DIRECTIONS — Check every line of the records below for the string "usize" and copy the ones that have it.
********
use crate::ecg_source::EcgRecording;

/// Shape of one synthetic heartbeat: a narrow R wave followed by a broad T wave
#[derive(Debug, Clone, serde::Deserialize)]
#[serde(default)]
pub struct BeatShape {
    pub r_amplitude: f64,
    /// Gaussian standard deviation of the R wave in seconds
    pub r_width_secs: f64,
    pub t_amplitude: f64,
    pub t_width_secs: f64,
    /// Delay of the T wave peak after the R wave peak
    pub t_delay_secs: f64,
}

impl Default for BeatShape {
    fn default() -> Self {
        Self {
            r_amplitude: 5.0,
            r_width_secs: 0.01,
            t_amplitude: 1.0,
            t_width_secs: 0.04,
            t_delay_secs: 0.25,
        }
    }
}

/// Regular synthetic ECG with a fixed heart rate
#[derive(Debug, Clone)]
pub struct SyntheticEcg {
    pub signal_frequency: f64,
    pub duration_secs: f64,
    pub heart_rate_bpm: f64,
    /// Time of the first R wave peak
    pub first_beat_secs: f64,
    pub beat: BeatShape,
}

impl SyntheticEcg {
    pub fn new(signal_frequency: f64, duration_secs: f64, heart_rate_bpm: f64) -> Self {
        Self {
            signal_frequency,
            duration_secs,
            heart_rate_bpm,
            first_beat_secs: 0.5,
            beat: BeatShape::default(),
        }
    }

    /// R wave peak times in seconds; beats whose T wave would fall past the
    /// end of the recording are left out
    pub fn beat_times(&self) -> Vec<f64> {
        let period = 60.0 / self.heart_rate_bpm;
        (0..)
            .map(|k| self.first_beat_secs + k as f64 * period)
            .take_while(|t| t + self.beat.t_delay_secs < self.duration_secs)
            .collect()
    }

    /// R wave peak positions in samples
    pub fn beat_positions(&self) -> Vec<usize> {
        self.beat_times()
            .iter()
            .map(|t| (t * self.signal_frequency).round() as usize)
            .collect()
    }

    pub fn generate(&self) -> Vec<f64> {
        let num_samples = (self.duration_secs * self.signal_frequency) as usize;
        let mut signal = vec![0.0; num_samples];

        for t in self.beat_times() {
            add_gaussian_bump(
                &mut signal,
                self.signal_frequency,
                t,
                self.beat.r_amplitude,
                self.beat.r_width_secs,
            );
            add_gaussian_bump(
                &mut signal,
                self.signal_frequency,
                t + self.beat.t_delay_secs,
                self.beat.t_amplitude,
                self.beat.t_width_secs,
            );
        }

        signal
    }

    pub fn generate_recording(&self) -> EcgRecording {
        EcgRecording::from_amplitudes(&self.generate(), self.signal_frequency)
    }
}

/// Add a Gaussian bump centred at `center_secs`, evaluated within six widths
pub fn add_gaussian_bump(
    signal: &mut [f64],
    signal_frequency: f64,
    center_secs: f64,
    amplitude: f64,
    width_secs: f64,
) {
    let center = center_secs * signal_frequency;
    let width = width_secs * signal_frequency;
    let start = (center - 6.0 * width).floor().max(0.0) as usize;
    let end = ((center + 6.0 * width).ceil().max(0.0) as usize).min(signal.len());

    for i in start..end {
        let z = (i as f64 - center) / width;
        signal[i] += amplitude * (-0.5 * z * z).exp();
    }
}

/// Rectangular pulses of `width` samples starting at each position
pub fn pulse_train(len: usize, positions: &[usize], amplitude: f64, width: usize) -> Vec<f64> {
    let mut signal = vec![0.0; len];
    for &p in positions {
        let end = (p + width).min(len);
        for sample in signal[p.min(len)..end].iter_mut() {
            *sample = amplitude;
        }
    }
    signal
}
********
EXERCISE RESULT —
    pub fn beat_positions(&self) -> Vec<usize> {
            .map(|t| (t * self.signal_frequency).round() as usize)
        let num_samples = (self.duration_secs * self.signal_frequency) as usize;
    let start = (center - 6.0 * width).floor().max(0.0) as usize;
    let end = ((center + 6.0 * width).ceil().max(0.0) as usize).min(signal.len());
pub fn pulse_train(len: usize, positions: &[usize], amplitude: f64, width: usize) -> Vec<f64> {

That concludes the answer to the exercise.